Вопроса избежать все равно не удастся. Да и кроме того, он действительно хотел услышать ответ.
— Что Дреки? — Ксанта усмехнулась. — Что ему сделается? Ходит, шкодит. Все ищет, где деньжат подзаработать. Пытался разводить хорьков на продажу — те, что не сдохли, разбежались. Сейчас пристроился в театр на побегушки: декорации таскать, на улицах выкрикивать. Ну хоть голос они ему там поставили. Правда, репертуар у них… ох!
— А почему ты хихикаешь, когда это говоришь? — поинтересовался Андрет.
— Пет! Поймал! Просто вспомнила — третьего дня я у них была, в общем, мне понравилось. Такая легкая, ни к чему не обязывающая комедия. Про двух молодых богатых шалопаев, которые решили подшутить над бедным золотарем.
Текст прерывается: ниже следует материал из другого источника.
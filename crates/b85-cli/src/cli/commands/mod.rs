use super::args::*;

pub mod decode;
pub mod encode;

use crate::exit_codes::SUCCESS;

pub fn dispatch(cli: Cli) -> anyhow::Result<i32> {
    match cli.cmd {
        Command::Encode(args) => encode::run(args),
        Command::Decode(args) => decode::run(args),
        Command::Version => {
            println!("{}", env!("CARGO_PKG_VERSION"));
            Ok(SUCCESS)
        }
    }
}
use clap::{Parser, Subcommand};
use std::path::PathBuf;

#[derive(Parser)]
#[command(
    name = "b85",
    version,
    about = "Strict base85 codec for 4-byte-aligned binary data"
)]
pub struct Cli {
    #[command(subcommand)]
    pub cmd: Command,
}

#[derive(Subcommand)]
pub enum Command {
    /// Encode binary data (length must be a multiple of 4) to base85 text
    Encode(EncodeArgs),
    /// Decode base85 text back to binary data
    Decode(DecodeArgs),
    Version,
}

#[derive(clap::Args, Debug, Clone)]
pub struct EncodeArgs {
    /// Input file (default: stdin)
    #[arg(long)]
    pub input: Option<PathBuf>,

    /// Output file (default: stdout)
    #[arg(long)]
    pub output: Option<PathBuf>,

    /// Wrap encoded text at this many symbols per line (0 = no wrapping)
    #[arg(long, default_value_t = 0)]
    pub wrap: usize,
}

#[derive(clap::Args, Debug, Clone)]
pub struct DecodeArgs {
    /// Input file (default: stdin)
    #[arg(long)]
    pub input: Option<PathBuf>,

    /// Output file (default: stdout)
    #[arg(long)]
    pub output: Option<PathBuf>,

    /// Strip all ASCII whitespace before decoding (for wrapped input)
    #[arg(long)]
    pub ignore_whitespace: bool,
}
Напоили его допьяна, а как тот уснул, отнесли в заранее снятый дом. И когда бедолага проспался, прислуга стала его уверять, что он на самом деле знатный аристократ и городской судья, который долго болел и вся предыдущая жизнь ему привиделась в бреду.
— Занятно. А дальше что?
— Дальше ребята вошли во вкус и стали подсылать к своему подопечному актеров, чтобы тот их «рассудил». Ну а он стал судить так хорошо и мудро, что слава о нем пошла по всему городу и дом буквально осадили тяжущиеся. Тут на город нападает вероломный враг, и наш новоявленный судья произносит страстную речь, призывая людей на стены. Те в едином порыве побеждают врага и выбирают бывшего золотаря главой городского совета.
— Забавная история.
— Забавная. Правда, ни одна из шуток выше пояса не поднялась. По-моему, Дреки теперь целиком и полностью просвещен в этом отношении.
— И ты позволяешь?! — возмутился Андрет, вновь вспоминая о своих отцовских обязанностях.
— А куда я денусь? Он и так меня редко видит. Бабка за ним обычно смотрит, но от бабки девятилетнему мальчишке много ли проку? То есть много конечно, но он-то этого еще не понимает. Самолюбивый стал. Обижается на меня чуть что. Ходим на ножах. Так я уж стараюсь лишний раз не спорить. Время пройдет — сам забудет… Ты не подумай, это я не тебе в упрек, — поспешно добавила она.